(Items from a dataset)
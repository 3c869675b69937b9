/*!

Intervention modes. A mode picks a subgroup of the population and changes parameters for it
once, at initialization: condom usage on every partnership touching the subgroup, and PrEP for a
fraction of its members. Modes never alter the transition rules themselves.

| mode                     | selects                        | condom override | PrEP |
|--------------------------|--------------------------------|-----------------|------|
| `baseline`               | nobody                         | no              | no   |
| `standard`               | everyone                       | no              | yes  |
| `targeted_{m,f}_{orient}`| one category                   | yes             | yes  |
| `targeted_{orient}sexual`| both genders of an orientation | yes             | yes  |
| `targeted_{male,female}` | all orientations of a gender   | yes             | yes  |

*/

use crate::{
    config::InterventionConfig,
    error::SimError,
    parameters::ParameterTable,
    people::{Category, Gender, Orientation},
    property::Property,
};
use log::debug;

pub const MODE_NAMES: [&str; 13] = [
    "baseline",
    "standard",
    "targeted_m_homo",
    "targeted_m_hetero",
    "targeted_m_bi",
    "targeted_f_homo",
    "targeted_f_hetero",
    "targeted_f_bi",
    "targeted_homosexual",
    "targeted_heterosexual",
    "targeted_bisexual",
    "targeted_male",
    "targeted_female",
];

/// Which individuals a mode acts on, decided by category.
#[derive(Clone, Debug, PartialEq, Eq)]
pub enum Selector {
    Nobody,
    Everyone,
    Categories(Vec<Category>),
}

impl Selector {
    #[must_use]
    pub fn selects(&self, category: Category) -> bool {
        match self {
            Selector::Nobody => false,
            Selector::Everyone => true,
            Selector::Categories(categories) => categories.contains(&category),
        }
    }

    fn matching(predicate: impl Fn(Category) -> bool) -> Self {
        Selector::Categories(Category::VALUES.iter().copied().filter(|c| predicate(*c)).collect())
    }

    fn orientation(orientation: Orientation) -> Self {
        Selector::matching(|c| c.orientation == orientation)
    }
}

#[derive(Clone, Debug, PartialEq)]
pub struct Intervention {
    name: String,
    selector: Selector,
    condom_usage: Option<f64>,
    prep_coverage: f64,
    prep_efficacy: f64,
}

impl Intervention {
    /// Resolves a mode name. Unknown names and out-of-range settings are configuration errors.
    pub fn from_name(name: &str, config: &InterventionConfig) -> Result<Self, SimError> {
        config.validate()?;
        let (selector, targeted) = match name {
            "baseline" => (Selector::Nobody, false),
            "standard" => (Selector::Everyone, false),
            "targeted_male" => (Selector::matching(|c| c.gender == Gender::Male), true),
            "targeted_female" => (Selector::matching(|c| c.gender == Gender::Female), true),
            "random" => {
                return Err(SimError::config(
                    "mode `random` is not available; `standard` offers PrEP to everyone \
                     regardless of category",
                ));
            }
            "targeted_homosexual" => (Selector::orientation(Orientation::Homosexual), true),
            "targeted_heterosexual" => (Selector::orientation(Orientation::Heterosexual), true),
            "targeted_bisexual" => (Selector::orientation(Orientation::Bisexual), true),
            other => {
                let category = other
                    .strip_prefix("targeted_")
                    .and_then(Category::from_label)
                    .ok_or_else(|| {
                        SimError::config(format!(
                            "unknown mode `{name}`; expected one of {}",
                            MODE_NAMES.join(", ")
                        ))
                    })?;
                (Selector::Categories(vec![category]), true)
            }
        };

        let intervention = Intervention {
            name: name.to_string(),
            selector,
            condom_usage: targeted.then_some(config.condom_usage),
            prep_coverage: if name == "baseline" { 0.0 } else { config.prep_coverage },
            prep_efficacy: config.prep_efficacy,
        };
        debug!("resolved mode {name}: {:?}", intervention.selector);
        Ok(intervention)
    }

    #[must_use]
    pub fn name(&self) -> &str {
        &self.name
    }

    #[must_use]
    pub fn selector(&self) -> &Selector {
        &self.selector
    }

    #[must_use]
    pub fn selects(&self, category: Category) -> bool {
        self.selector.selects(category)
    }

    #[must_use]
    pub fn condom_usage(&self) -> Option<f64> {
        self.condom_usage
    }

    /// Probability that a selected person is on PrEP.
    #[must_use]
    pub fn prep_coverage(&self) -> f64 {
        self.prep_coverage
    }

    #[must_use]
    pub fn prep_efficacy(&self) -> f64 {
        self.prep_efficacy
    }

    /// The parameter table this mode runs with.
    pub fn apply(&self, table: &ParameterTable) -> Result<ParameterTable, SimError> {
        match self.condom_usage {
            Some(condom_usage) => table.with_condom_usage(|c| self.selects(c), condom_usage),
            None => Ok(table.clone()),
        }
    }
}

#[cfg(test)]
mod tests {
    use super::*;
    use crate::config::default_parameter_table;

    fn resolve(name: &str) -> Result<Intervention, SimError> {
        Intervention::from_name(name, &InterventionConfig::default())
    }

    #[test]
    fn every_listed_mode_resolves() {
        for name in MODE_NAMES {
            let intervention = resolve(name).unwrap();
            assert_eq!(intervention.name(), name);
        }
    }

    #[test]
    fn unknown_mode_is_a_configuration_error() {
        for name in ["targeted_m_pan", "everyone", "targeted_", ""] {
            assert!(resolve(name).unwrap_err().is_configuration(), "{name}");
        }
    }

    #[test]
    fn random_mode_points_to_standard() {
        let error = resolve("random").unwrap_err();
        assert!(error.is_configuration());
        assert!(error.to_string().contains("`standard`"));
    }

    #[test]
    fn out_of_range_settings_are_rejected() {
        for config in [
            InterventionConfig { prep_coverage: 1.5, ..InterventionConfig::default() },
            InterventionConfig { condom_usage: -0.1, ..InterventionConfig::default() },
            InterventionConfig { prep_efficacy: f64::NAN, ..InterventionConfig::default() },
        ] {
            let error = Intervention::from_name("standard", &config).unwrap_err();
            assert!(error.is_configuration(), "{config:?}");
        }
    }

    #[test]
    fn baseline_changes_nothing() {
        let baseline = resolve("baseline").unwrap();
        let table = default_parameter_table().unwrap();
        assert_eq!(baseline.apply(&table).unwrap(), table);
        assert_eq!(baseline.prep_coverage(), 0.0);
        assert!(Category::VALUES.iter().all(|c| !baseline.selects(*c)));
    }

    #[test]
    fn standard_gives_prep_without_condom_override() {
        let standard = resolve("standard").unwrap();
        let table = default_parameter_table().unwrap();
        assert_eq!(standard.apply(&table).unwrap(), table);
        assert!(standard.prep_coverage() > 0.0);
        assert!(Category::VALUES.iter().all(|c| standard.selects(*c)));
    }

    #[test]
    fn targeted_m_homo_changes_only_its_pairs() {
        let config = InterventionConfig { condom_usage: 0.95, ..InterventionConfig::default() };
        let targeted = Intervention::from_name("targeted_m_homo", &config).unwrap();
        let table = default_parameter_table().unwrap();
        let applied = targeted.apply(&table).unwrap();

        assert!(targeted.selects(Category::M_HOMO));
        assert!(!targeted.selects(Category::M_BI));
        for &a in Category::VALUES {
            for &b in Category::VALUES {
                let before = table.lookup(a, b).unwrap();
                let after = applied.lookup(a, b).unwrap();
                if a == Category::M_HOMO || b == Category::M_HOMO {
                    assert_eq!(after.condom_usage, 0.95);
                    assert_eq!(
                        after.base_transmission_probability,
                        before.base_transmission_probability
                    );
                } else {
                    assert_eq!(after, before);
                }
            }
        }
    }

    #[test]
    fn group_modes_select_expected_categories() {
        let female = resolve("targeted_female").unwrap();
        assert_eq!(
            female.selector(),
            &Selector::Categories(vec![Category::F_HETERO, Category::F_HOMO, Category::F_BI])
        );
        let bisexual = resolve("targeted_bisexual").unwrap();
        assert!(bisexual.selects(Category::M_BI) && bisexual.selects(Category::F_BI));
        assert!(!bisexual.selects(Category::F_HOMO));
    }
}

Your instructions
Reproduce every record that appears above, keeping the wording exact.

Solution for this exercise
repository 3c869675b69937b9
/*!

Intervention modes. A mode picks a subgroup of the population and changes parameters for it
once, at initialization: condom usage on every partnership touching the subgroup, and PrEP for a
fraction of its members. Modes never alter the transition rules themselves.

| mode                     | selects                        | condom override | PrEP |
|--------------------------|--------------------------------|-----------------|------|
| `baseline`               | nobody                         | no              | no   |
| `standard`               | everyone                       | no              | yes  |
| `targeted_{m,f}_{orient}`| one category                   | yes             | yes  |
| `targeted_{orient}sexual`| both genders of an orientation | yes             | yes  |
| `targeted_{male,female}` | all orientations of a gender   | yes             | yes  |

*/

use crate::{
    config::InterventionConfig,
    error::SimError,
    parameters::ParameterTable,
    people::{Category, Gender, Orientation},
    property::Property,
};
use log::debug;

pub const MODE_NAMES: [&str; 13] = [
    "baseline",
    "standard",
    "targeted_m_homo",
    "targeted_m_hetero",
    "targeted_m_bi",
    "targeted_f_homo",
    "targeted_f_hetero",
    "targeted_f_bi",
    "targeted_homosexual",
    "targeted_heterosexual",
    "targeted_bisexual",
    "targeted_male",
    "targeted_female",
];

/// Which individuals a mode acts on, decided by category.
#[derive(Clone, Debug, PartialEq, Eq)]
pub enum Selector {
    Nobody,
    Everyone,
    Categories(Vec<Category>),
}

impl Selector {
    #[must_use]
    pub fn selects(&self, category: Category) -> bool {
        match self {
            Selector::Nobody => false,
            Selector::Everyone => true,
            Selector::Categories(categories) => categories.contains(&category),
        }
    }

    fn matching(predicate: impl Fn(Category) -> bool) -> Self {
        Selector::Categories(Category::VALUES.iter().copied().filter(|c| predicate(*c)).collect())
    }

    fn orientation(orientation: Orientation) -> Self {
        Selector::matching(|c| c.orientation == orientation)
    }
}

#[derive(Clone, Debug, PartialEq)]
pub struct Intervention {
    name: String,
    selector: Selector,
    condom_usage: Option<f64>,
    prep_coverage: f64,
    prep_efficacy: f64,
}

impl Intervention {
    /// Resolves a mode name. Unknown names and out-of-range settings are configuration errors.
    pub fn from_name(name: &str, config: &InterventionConfig) -> Result<Self, SimError> {
        config.validate()?;
        let (selector, targeted) = match name {
            "baseline" => (Selector::Nobody, false),
            "standard" => (Selector::Everyone, false),
            "targeted_male" => (Selector::matching(|c| c.gender == Gender::Male), true),
            "targeted_female" => (Selector::matching(|c| c.gender == Gender::Female), true),
            "random" => {
                return Err(SimError::config(
                    "mode `random` is not available; `standard` offers PrEP to everyone \
                     regardless of category",
                ));
            }
            "targeted_homosexual" => (Selector::orientation(Orientation::Homosexual), true),
            "targeted_heterosexual" => (Selector::orientation(Orientation::Heterosexual), true),
            "targeted_bisexual" => (Selector::orientation(Orientation::Bisexual), true),
            other => {
                let category = other
                    .strip_prefix("targeted_")
                    .and_then(Category::from_label)
                    .ok_or_else(|| {
                        SimError::config(format!(
                            "unknown mode `{name}`; expected one of {}",
                            MODE_NAMES.join(", ")
                        ))
                    })?;
                (Selector::Categories(vec![category]), true)
            }
        };

        let intervention = Intervention {
            name: name.to_string(),
            selector,
            condom_usage: targeted.then_some(config.condom_usage),
            prep_coverage: if name == "baseline" { 0.0 } else { config.prep_coverage },
            prep_efficacy: config.prep_efficacy,
        };
        debug!("resolved mode {name}: {:?}", intervention.selector);
        Ok(intervention)
    }

    #[must_use]
    pub fn name(&self) -> &str {
        &self.name
    }

    #[must_use]
    pub fn selector(&self) -> &Selector {
        &self.selector
    }

    #[must_use]
    pub fn selects(&self, category: Category) -> bool {
        self.selector.selects(category)
    }

    #[must_use]
    pub fn condom_usage(&self) -> Option<f64> {
        self.condom_usage
    }

    /// Probability that a selected person is on PrEP.
    #[must_use]
    pub fn prep_coverage(&self) -> f64 {
        self.prep_coverage
    }

    #[must_use]
    pub fn prep_efficacy(&self) -> f64 {
        self.prep_efficacy
    }

    /// The parameter table this mode runs with.
    pub fn apply(&self, table: &ParameterTable) -> Result<ParameterTable, SimError> {
        match self.condom_usage {
            Some(condom_usage) => table.with_condom_usage(|c| self.selects(c), condom_usage),
            None => Ok(table.clone()),
        }
    }
}

#[cfg(test)]
mod tests {
    use super::*;
    use crate::config::default_parameter_table;

    fn resolve(name: &str) -> Result<Intervention, SimError> {
        Intervention::from_name(name, &InterventionConfig::default())
    }

    #[test]
    fn every_listed_mode_resolves() {
        for name in MODE_NAMES {
            let intervention = resolve(name).unwrap();
            assert_eq!(intervention.name(), name);
        }
    }

    #[test]
    fn unknown_mode_is_a_configuration_error() {
        for name in ["targeted_m_pan", "everyone", "targeted_", ""] {
            assert!(resolve(name).unwrap_err().is_configuration(), "{name}");
        }
    }

    #[test]
    fn random_mode_points_to_standard() {
        let error = resolve("random").unwrap_err();
        assert!(error.is_configuration());
        assert!(error.to_string().contains("`standard`"));
    }

    #[test]
    fn out_of_range_settings_are_rejected() {
        for config in [
            InterventionConfig { prep_coverage: 1.5, ..InterventionConfig::default() },
            InterventionConfig { condom_usage: -0.1, ..InterventionConfig::default() },
            InterventionConfig { prep_efficacy: f64::NAN, ..InterventionConfig::default() },
        ] {
            let error = Intervention::from_name("standard", &config).unwrap_err();
            assert!(error.is_configuration(), "{config:?}");
        }
    }

    #[test]
    fn baseline_changes_nothing() {
        let baseline = resolve("baseline").unwrap();
        let table = default_parameter_table().unwrap();
        assert_eq!(baseline.apply(&table).unwrap(), table);
        assert_eq!(baseline.prep_coverage(), 0.0);
        assert!(Category::VALUES.iter().all(|c| !baseline.selects(*c)));
    }

    #[test]
    fn standard_gives_prep_without_condom_override() {
        let standard = resolve("standard").unwrap();
        let table = default_parameter_table().unwrap();
        assert_eq!(standard.apply(&table).unwrap(), table);
        assert!(standard.prep_coverage() > 0.0);
        assert!(Category::VALUES.iter().all(|c| standard.selects(*c)));
    }

    #[test]
    fn targeted_m_homo_changes_only_its_pairs() {
        let config = InterventionConfig { condom_usage: 0.95, ..InterventionConfig::default() };
        let targeted = Intervention::from_name("targeted_m_homo", &config).unwrap();
        let table = default_parameter_table().unwrap();
        let applied = targeted.apply(&table).unwrap();

        assert!(targeted.selects(Category::M_HOMO));
        assert!(!targeted.selects(Category::M_BI));
        for &a in Category::VALUES {
            for &b in Category::VALUES {
                let before = table.lookup(a, b).unwrap();
                let after = applied.lookup(a, b).unwrap();
                if a == Category::M_HOMO || b == Category::M_HOMO {
                    assert_eq!(after.condom_usage, 0.95);
                    assert_eq!(
                        after.base_transmission_probability,
                        before.base_transmission_probability
                    );
                } else {
                    assert_eq!(after, before);
                }
            }
        }
    }

    #[test]
    fn group_modes_select_expected_categories() {
        let female = resolve("targeted_female").unwrap();
        assert_eq!(
            female.selector(),
            &Selector::Categories(vec![Category::F_HETERO, Category::F_HOMO, Category::F_BI])
        );
        let bisexual = resolve("targeted_bisexual").unwrap();
        assert!(bisexual.selects(Category::M_BI) && bisexual.selects(Category::F_BI));
        assert!(!bisexual.selects(Category::F_HOMO));
    }
}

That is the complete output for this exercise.